1. Just-in-Timers. for lots of students, it was easy in High School to wait to the last minute, binge study and pull off some nifty grades. The harsh reality is that this doesn’t work in University/College and the student does not have the resources or experience to try another way.

2. The Deliciousness of Indulgence. Being away from home and having no external controls, mixed with a massive amount of booze, weed and fellow video-gamers with unlimited internet access is a recipe for badness. The uninformed will say “just say no”… good luck with that.

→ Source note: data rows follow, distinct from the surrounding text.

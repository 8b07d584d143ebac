//! REST API Handlers
//!
//! Admin endpoints for cache statistics, owner invalidation, and
//! domain mutation notifications from other processes.

use crate::cache::invalidation::{InvalidationManager, InvalidationReport, MutationEvent};
use crate::cache::metrics::CacheStatistics;
use crate::cache::orchestrator::{CacheHealth, CacheOrchestrator};
use axum::{
    extract::{Json, Path, Query, State},
    http::StatusCode,
    response::IntoResponse,
    routing::{get, post},
    Router,
};
use serde::{Deserialize, Serialize};
use std::sync::Arc;
use tower_http::trace::TraceLayer;
use tracing::{info, warn};

// =============================================================================
// Request/Response Types
// =============================================================================

/// Aggregate statistics plus tier availability
#[derive(Debug, Clone, Serialize)]
pub struct StatsResponse {
    pub statistics: CacheStatistics,
    /// Fraction of fetches served from any cache tier
    pub overall_hit_rate: f64,
    pub health: CacheHealth,
}

/// Optional namespace narrowing an owner invalidation
#[derive(Debug, Clone, Default, Deserialize)]
pub struct InvalidateQuery {
    #[serde(default)]
    pub namespace: Option<String>,
}

/// Outcome of a mutation notification
#[derive(Debug, Clone, Serialize)]
pub struct MutationResponse {
    pub owner_id: u64,
    /// True if any tier could not be cleared
    pub degraded: bool,
    pub reports: Vec<InvalidationReport>,
}

/// API error response
#[derive(Debug, Clone, Serialize, Deserialize)]
pub struct ApiErrorResponse {
    pub error: String,
    pub message: String,
}

impl ApiErrorResponse {
    fn new(error: &str, message: impl Into<String>) -> Self {
        Self {
            error: error.to_string(),
            message: message.into(),
        }
    }
}

// =============================================================================
// REST Router
// =============================================================================

/// Admin router builder
pub struct AdminRouter {
    cache: Arc<CacheOrchestrator>,
    invalidation: Arc<InvalidationManager>,
}

impl AdminRouter {
    pub fn new(cache: Arc<CacheOrchestrator>, invalidation: Arc<InvalidationManager>) -> Self {
        Self {
            cache,
            invalidation,
        }
    }

    /// Build the Axum router
    pub fn build(self) -> Router {
        let state = AppState {
            cache: self.cache,
            invalidation: self.invalidation,
        };

        Router::new()
            // Statistics
            .route("/v1/stats", get(get_stats))
            .route("/v1/stats/owners/:owner_id", get(get_owner_stats))
            // Invalidation
            .route("/v1/invalidate/owners/:owner_id", post(invalidate_owner))
            .route("/v1/mutations", post(handle_mutation))
            // Health
            .route("/health", get(health_check))
            .route("/ready", get(readiness_check))
            .layer(TraceLayer::new_for_http())
            .with_state(state)
    }
}

/// Shared application state
#[derive(Clone)]
struct AppState {
    cache: Arc<CacheOrchestrator>,
    invalidation: Arc<InvalidationManager>,
}

// =============================================================================
// Handlers
// =============================================================================

async fn get_stats(State(state): State<AppState>) -> impl IntoResponse {
    let (statistics, health) = tokio::join!(state.cache.statistics(), state.cache.health());
    let overall_hit_rate = statistics.overall_hit_rate();

    (
        StatusCode::OK,
        Json(StatsResponse {
            statistics,
            overall_hit_rate,
            health,
        }),
    )
}

async fn get_owner_stats(
    State(state): State<AppState>,
    Path(owner_id): Path<u64>,
) -> impl IntoResponse {
    match state.cache.owner_statistics(owner_id) {
        Some(stats) => (StatusCode::OK, Json(stats)).into_response(),
        None => (
            StatusCode::NOT_FOUND,
            Json(ApiErrorResponse::new(
                "owner_not_found",
                format!("No cache activity recorded for owner {}", owner_id),
            )),
        )
            .into_response(),
    }
}

/// Invalidate one owner, optionally narrowed to `?namespace=`
async fn invalidate_owner(
    State(state): State<AppState>,
    Path(owner_id): Path<u64>,
    Query(query): Query<InvalidateQuery>,
) -> impl IntoResponse {
    let report = match query.namespace.as_deref() {
        None => state.invalidation.invalidate_owner(owner_id).await,
        Some(namespace) => {
            match state
                .invalidation
                .invalidate_namespace_for_owner(namespace, owner_id)
                .await
            {
                Ok(report) => report,
                Err(e) => {
                    return (
                        StatusCode::BAD_REQUEST,
                        Json(ApiErrorResponse::new("invalid_namespace", e.to_string())),
                    )
                        .into_response();
                }
            }
        }
    };

    info!(
        owner_id = owner_id,
        pattern = %report.pattern,
        removed = report.removed(),
        "Admin invalidation"
    );
    (StatusCode::OK, Json(report)).into_response()
}

/// A domain write happened in another process
async fn handle_mutation(
    State(state): State<AppState>,
    Json(event): Json<MutationEvent>,
) -> impl IntoResponse {
    let reports = state.invalidation.on_mutation(&event).await;
    let degraded = reports.iter().any(InvalidationReport::is_degraded);
    if degraded {
        warn!(owner_id = event.owner_id, record = %event.record, "Mutation invalidation degraded");
    }

    (
        StatusCode::OK,
        Json(MutationResponse {
            owner_id: event.owner_id,
            degraded,
            reports,
        }),
    )
}

async fn health_check() -> impl IntoResponse {
    (StatusCode::OK, "ok")
}

/// Ready until shutdown; tier outages only slow fetches down
async fn readiness_check(State(state): State<AppState>) -> impl IntoResponse {
    if state.cache.is_shut_down() {
        (StatusCode::SERVICE_UNAVAILABLE, "shutting down")
    } else {
        (StatusCode::OK, "ready")
    }
}

#[cfg(test)]
mod tests {
    use super::*;
    use crate::cache::fast::MemoryFastCache;
    use crate::cache::invalidation::{InvalidationConfig, RecordKind};
    use crate::cache::key::Params;
    use crate::cache::orchestrator::FetchOptions;
    use crate::cache::persisted::MemoryPersistedCache;
    use crate::error::ComputeError;
    use axum::body::Body;
    use axum::http::Request;
    use serde_json::Value;
    use std::collections::HashMap;
    use tower::ServiceExt;

    struct Harness {
        cache: Arc<CacheOrchestrator>,
        fast: Arc<MemoryFastCache>,
        router: Router,
    }

    fn harness(config: InvalidationConfig) -> Harness {
        let fast = Arc::new(MemoryFastCache::new());
        let cache = CacheOrchestrator::new(
            fast.clone(),
            Arc::new(MemoryPersistedCache::new()),
            Default::default(),
        );
        let invalidation = Arc::new(InvalidationManager::new(cache.clone(), config));
        let router = AdminRouter::new(cache.clone(), invalidation).build();
        Harness {
            cache,
            fast,
            router,
        }
    }

    async fn warm(cache: &CacheOrchestrator, namespace: &str, owner_id: u64) {
        cache
            .fetch(
                namespace,
                owner_id,
                &Params::new().with("horizonDays", 90),
                FetchOptions::default(),
                move || async move { Ok::<_, ComputeError>(owner_id) },
            )
            .await
            .unwrap();
    }

    async fn send(router: &Router, method: &str, uri: &str, body: Option<&str>) -> (StatusCode, Value) {
        let mut request = Request::builder().method(method).uri(uri);
        let body = match body {
            Some(json) => {
                request = request.header("content-type", "application/json");
                Body::from(json.to_string())
            }
            None => Body::empty(),
        };

        let response = router
            .clone()
            .oneshot(request.body(body).unwrap())
            .await
            .unwrap();
        let status = response.status();
        let bytes = axum::body::to_bytes(response.into_body(), usize::MAX)
            .await
            .unwrap();
        let value = serde_json::from_slice(&bytes)
            .unwrap_or_else(|_| Value::String(String::from_utf8_lossy(&bytes).into_owned()));
        (status, value)
    }

    #[tokio::test]
    async fn test_stats_endpoint() {
        let h = harness(InvalidationConfig::default());
        warm(&h.cache, "forecast", 42).await;
        warm(&h.cache, "forecast", 42).await;

        let (status, body) = send(&h.router, "GET", "/v1/stats", None).await;
        assert_eq!(status, StatusCode::OK);
        assert_eq!(body["statistics"]["tier1"]["hits"], 1);
        assert_eq!(body["statistics"]["computations"], 1);
        assert_eq!(body["statistics"]["total_keys"], 1);
        assert_eq!(body["health"]["tier1"], true);
    }

    #[tokio::test]
    async fn test_owner_stats_endpoint() {
        let h = harness(InvalidationConfig::default());
        warm(&h.cache, "forecast", 42).await;

        let (status, body) = send(&h.router, "GET", "/v1/stats/owners/42", None).await;
        assert_eq!(status, StatusCode::OK);
        assert_eq!(body["owner_id"], 42);
        assert_eq!(body["computations"], 1);

        let (status, body) = send(&h.router, "GET", "/v1/stats/owners/7", None).await;
        assert_eq!(status, StatusCode::NOT_FOUND);
        assert_eq!(body["error"], "owner_not_found");

        let (status, _) = send(&h.router, "GET", "/v1/stats/owners/abc", None).await;
        assert_eq!(status, StatusCode::BAD_REQUEST);
    }

    #[tokio::test]
    async fn test_invalidate_owner_endpoint() {
        let h = harness(InvalidationConfig::default());
        warm(&h.cache, "forecast", 42).await;
        warm(&h.cache, "budget", 42).await;
        warm(&h.cache, "forecast", 43).await;

        let (status, body) =
            send(&h.router, "POST", "/v1/invalidate/owners/42?namespace=budget", None).await;
        assert_eq!(status, StatusCode::OK);
        assert_eq!(body["pattern"]["scope"], "namespace_owner");
        assert_eq!(body["tier1"]["status"], "cleared");
        assert_eq!(body["tier1"]["removed"], 1);
        assert_eq!(h.fast.len(), 2);

        let (status, body) = send(&h.router, "POST", "/v1/invalidate/owners/42", None).await;
        assert_eq!(status, StatusCode::OK);
        assert_eq!(body["pattern"]["scope"], "owner");
        assert_eq!(h.fast.len(), 1);

        let (status, body) =
            send(&h.router, "POST", "/v1/invalidate/owners/42?namespace=a:b", None).await;
        assert_eq!(status, StatusCode::BAD_REQUEST);
        assert_eq!(body["error"], "invalid_namespace");
    }

    #[tokio::test]
    async fn test_mutation_endpoint() {
        let mut dependencies = HashMap::new();
        dependencies.insert(RecordKind::Transaction, vec!["forecast".to_string()]);
        let h = harness(InvalidationConfig { dependencies });
        warm(&h.cache, "forecast", 42).await;
        warm(&h.cache, "budget", 42).await;

        let event = r#"{"owner_id": 42, "record": "transaction", "action": "updated"}"#;
        let (status, body) = send(&h.router, "POST", "/v1/mutations", Some(event)).await;
        assert_eq!(status, StatusCode::OK);
        assert_eq!(body["degraded"], false);
        assert_eq!(body["reports"].as_array().unwrap().len(), 1);
        // Only the forecast entry depended on transactions
        assert_eq!(h.fast.len(), 1);

        h.fast.set_available(false);
        let (status, body) = send(&h.router, "POST", "/v1/mutations", Some(event)).await;
        assert_eq!(status, StatusCode::OK);
        assert_eq!(body["degraded"], true);
        assert_eq!(body["reports"][0]["tier1"]["status"], "failed");
    }

    #[tokio::test]
    async fn test_mutation_rejects_unknown_record() {
        let h = harness(InvalidationConfig::default());
        let event = r#"{"owner_id": 42, "record": "invoice", "action": "updated"}"#;
        let (status, _) = send(&h.router, "POST", "/v1/mutations", Some(event)).await;
        assert!(status.is_client_error());
    }

    #[tokio::test]
    async fn test_health_and_readiness() {
        let h = harness(InvalidationConfig::default());

        let (status, body) = send(&h.router, "GET", "/health", None).await;
        assert_eq!(status, StatusCode::OK);
        assert_eq!(body, Value::String("ok".into()));

        let (status, _) = send(&h.router, "GET", "/ready", None).await;
        assert_eq!(status, StatusCode::OK);

        h.cache.shutdown().await;
        let (status, _) = send(&h.router, "GET", "/ready", None).await;
        assert_eq!(status, StatusCode::SERVICE_UNAVAILABLE);
    }
}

3. The Scourge of Social Anxiety.
This is at epidemic proportions in North America. This anxiety can make it practically impossible to reach out for help in school. Making it difficult to get back on track when they fall behind, it can push them to make self-destructive choices when the inevitability of their situation is shoved in their face by mid-terms.

The Three Solutions

1. Just-in-timers meet the Daily Routine. By starting with the simplest tasks inserted in one’s day-to-day life, the Millennial learns to use a scheduler (why does this generation prefer to keep notes on loose slips of paper?!?) to take control of their daily lives. It may seem like a small step but simply being able to do one five minute task a day instills in them what they didn’t get by obligation or just-in-timing High School

2. Indulgence meet Observation: Remember what I said about “just say no”? Well double that on this one. We are not talking about people doing serious stuff in a way that is self-endangering. Those people need immediate action but for those indulging just enough to keep them from doing anything in life; here is the solution; observe it. Yes. Notice when you are doing your indulgence. Think about why you are doing it. Is it to self-medicate (i.e. deal with your anxiety)? Is it to alleviate boredom? Is it for social sharing? Is it ‘just ‘cuz? This may seems nuts but all of those are valid. The trick is to figure out which one, when, offer better things to do that you would enjoy more for some and leave the others (at the beginning). This is the start of conscious use and helps make different choices in the future.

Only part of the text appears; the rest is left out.